Real interest rates are expected to increase modestly with the normalization of global economic conditions, reversing the decline into negative numbers after the financial crisis, predicts a new study by the IMF’s Research Department.
Continued low real interest rates—the rate paid by borrowers minus the expected rate of inflation—will ease the burden of debt for borrowers but can also tie the hands of policymakers. A low real interest rate environment also enhances the chances that in the future the nominal policy rate may hit the lower bound (that is, zero), thereby losing a key monetary policy tool: lowering interest rates to stimulate growth. Because there is a risk that advanced economies will encounter continued very low growth, this limitation may materialize.

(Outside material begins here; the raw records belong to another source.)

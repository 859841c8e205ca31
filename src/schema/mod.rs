// src/schema/mod.rs

use std::collections::{BTreeMap, HashSet};

/// The six column names every year page is expected to carry, in position order.
pub const HEADERS: [&str; 6] = [
    "date",
    "location",
    "operator",
    "aircraft type",
    "registration",
    "fatalities",
];

/// Column position -> lower-cased column name.
pub type HeaderSchema = BTreeMap<usize, String>;

/// True once positions `0..6` are all filled and their values are exactly
/// the expected column names, in any order.
pub fn is_complete(headers: &HeaderSchema) -> bool {
    if !(0..HEADERS.len()).all(|pos| headers.contains_key(&pos)) {
        return false;
    }
    let got: HashSet<&str> = (0..HEADERS.len())
        .filter_map(|pos| headers.get(&pos).map(String::as_str))
        .collect();
    let want: HashSet<&str> = HEADERS.iter().copied().collect();
    got == want
}

/// The schema as a fully populated map, for comparisons.
pub fn expected() -> HeaderSchema {
    HEADERS
        .iter()
        .enumerate()
        .map(|(pos, name)| (pos, name.to_string()))
        .collect()
}
pub mod extract;
pub mod normalize;

pub use extract::extract_cells;
pub use normalize::normalize;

Any increase in current real interest rates is expected to be modest because the main factors contributing to the decline in real rates are unlikely to be reversed:
• Saving: emerging market economies’ saving rate increased significantly between 2000 and 2007, driving down interest rates. This increase is expected to be only partly reversed.
• Portfolios: since the financial crisis, demand for safe assets has increased—bonds over the increasingly risky stocks and other equity. This was also driven by reserve accumulation in emerging market economies. Unless there is a major unexpected change in policy, this trend is likely to continue.
• Investment: the decline in investment rates in advanced economies as a result of the global financial crisis is likely to persist.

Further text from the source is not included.